Leonor. Let's say that our music has become a bit of world music. There is no longer that legacy of traditional music that the Cuarteto had. For our influences, there is a Greek Bouzouki and an Oud so there are Mediterranean influences, with the heat of the south. There is Afro-Latin percussion with a percussionist who has been immersed in salsa and who has this love for pulse. The guitarist also plays the oud and gives a more flamenco, more jazz touch to our music. And then all these new modern approaches to beat and me with my voice as a woman of Argentine origin that brings all the Latin American side. https://www.youtube.com/watch?v=rHud-nmx_PA&ab_channel=CuartetoTafi

Just Focus. How have you adapted to the Covid crisis? You're releasing an album, you've done live streamed concerts. Are you going to develop this way of doing concerts?

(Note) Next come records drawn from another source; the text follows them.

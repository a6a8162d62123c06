//! App layer - central state management and command processing
//!
//! The App actor receives UI events, network responses and housekeeping
//! ticks, updates state, and emits network commands and render state.

pub mod state;
pub mod actor;
pub mod commands;

pub use state::AppState;
pub use actor::AppActor;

Leonor. So during the lockdown we had a bit of luck because we were preparing the album and during the deconfinement we were able to record it. During the lockdown we worked individually, so we missed the repets' a lot. Like everyone else, we have also missed human relationships a lot and what makes us suffer enormously is this lack of perspective and this lack of vision, to say that we are isolated in the middle of all this extremely fragile context. Culture is not at the centre of the discussions, on the contrary. It is not even last, it is absent. So it is very painful to see that there is no perspective in which culture could reintegrate into this society that we are reinventing. The live stream yes we do. We are very, very far from people but we do what we can. It's already great that festivals are adapting and they do what they can to maintain a link. But what is missing is the relationship with people. A concert is live music, it is a live show and in live there is human. So we're doing live streams, but I hope it's not going to be the cultural project of 2021 or 22. I hope it's just going to be a moment to pass.

Just Focus. It keeps the link, but it's true that a concert is the meeting between the public and the artists.

Leonor. That's it, it's sweating together, it's crying, getting moved, clapping… If only to have applause in live stream… There you go.

Just Focus. Leonor, thank you for this interview. Do you have a word for the end?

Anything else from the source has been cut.